● Requirement
Nothing may be left out, so copy every entry exactly.

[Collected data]
<<<<

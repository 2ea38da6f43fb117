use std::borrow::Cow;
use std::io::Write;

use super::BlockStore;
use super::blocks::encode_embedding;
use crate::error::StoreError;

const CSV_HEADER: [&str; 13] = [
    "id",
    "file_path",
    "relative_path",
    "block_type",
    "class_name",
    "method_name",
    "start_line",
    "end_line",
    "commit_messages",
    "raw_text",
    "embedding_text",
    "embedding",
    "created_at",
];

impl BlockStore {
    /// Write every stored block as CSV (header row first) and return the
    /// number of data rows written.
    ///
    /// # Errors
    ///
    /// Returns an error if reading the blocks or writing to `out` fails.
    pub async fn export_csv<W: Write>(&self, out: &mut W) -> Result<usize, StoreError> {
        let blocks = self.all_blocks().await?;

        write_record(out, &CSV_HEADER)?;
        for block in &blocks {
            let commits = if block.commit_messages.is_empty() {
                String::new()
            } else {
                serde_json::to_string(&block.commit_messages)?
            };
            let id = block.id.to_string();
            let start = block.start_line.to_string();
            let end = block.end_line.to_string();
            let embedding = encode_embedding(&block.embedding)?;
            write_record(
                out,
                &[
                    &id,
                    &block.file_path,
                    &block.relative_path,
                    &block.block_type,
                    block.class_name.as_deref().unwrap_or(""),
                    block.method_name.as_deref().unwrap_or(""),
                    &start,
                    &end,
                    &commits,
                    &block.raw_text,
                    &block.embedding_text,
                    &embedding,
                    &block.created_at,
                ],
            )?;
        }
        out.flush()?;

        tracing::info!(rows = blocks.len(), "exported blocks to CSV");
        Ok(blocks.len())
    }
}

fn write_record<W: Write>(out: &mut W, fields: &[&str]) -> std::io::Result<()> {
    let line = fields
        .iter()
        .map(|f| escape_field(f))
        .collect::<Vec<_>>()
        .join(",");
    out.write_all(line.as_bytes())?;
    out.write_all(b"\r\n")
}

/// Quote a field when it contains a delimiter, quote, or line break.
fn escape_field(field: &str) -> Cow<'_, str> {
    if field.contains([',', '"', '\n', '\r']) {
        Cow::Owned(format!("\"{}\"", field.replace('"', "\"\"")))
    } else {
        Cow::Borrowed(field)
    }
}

>>>>

● Result below
repository 2ea38da6f43fb117
use std::borrow::Cow;
use std::io::Write;

use super::BlockStore;
use super::blocks::encode_embedding;
use crate::error::StoreError;

const CSV_HEADER: [&str; 13] = [
    "id",
    "file_path",
    "relative_path",
    "block_type",
    "class_name",
    "method_name",
    "start_line",
    "end_line",
    "commit_messages",
    "raw_text",
    "embedding_text",
    "embedding",
    "created_at",
];

impl BlockStore {
    /// Write every stored block as CSV (header row first) and return the
    /// number of data rows written.
    ///
    /// # Errors
    ///
    /// Returns an error if reading the blocks or writing to `out` fails.
    pub async fn export_csv<W: Write>(&self, out: &mut W) -> Result<usize, StoreError> {
        let blocks = self.all_blocks().await?;

        write_record(out, &CSV_HEADER)?;
        for block in &blocks {
            let commits = if block.commit_messages.is_empty() {
                String::new()
            } else {
                serde_json::to_string(&block.commit_messages)?
            };
            let id = block.id.to_string();
            let start = block.start_line.to_string();
            let end = block.end_line.to_string();
            let embedding = encode_embedding(&block.embedding)?;
            write_record(
                out,
                &[
                    &id,
                    &block.file_path,
                    &block.relative_path,
                    &block.block_type,
                    block.class_name.as_deref().unwrap_or(""),
                    block.method_name.as_deref().unwrap_or(""),
                    &start,
                    &end,
                    &commits,
                    &block.raw_text,
                    &block.embedding_text,
                    &embedding,
                    &block.created_at,
                ],
            )?;
        }
        out.flush()?;

        tracing::info!(rows = blocks.len(), "exported blocks to CSV");
        Ok(blocks.len())
    }
}

fn write_record<W: Write>(out: &mut W, fields: &[&str]) -> std::io::Result<()> {
    let line = fields
        .iter()
        .map(|f| escape_field(f))
        .collect::<Vec<_>>()
        .join(",");
    out.write_all(line.as_bytes())?;
    out.write_all(b"\r\n")
}

/// Quote a field when it contains a delimiter, quote, or line break.
fn escape_field(field: &str) -> Cow<'_, str> {
    if field.contains([',', '"', '\n', '\r']) {
        Cow::Owned(format!("\"{}\"", field.replace('"', "\"\"")))
    } else {
        Cow::Borrowed(field)
    }
}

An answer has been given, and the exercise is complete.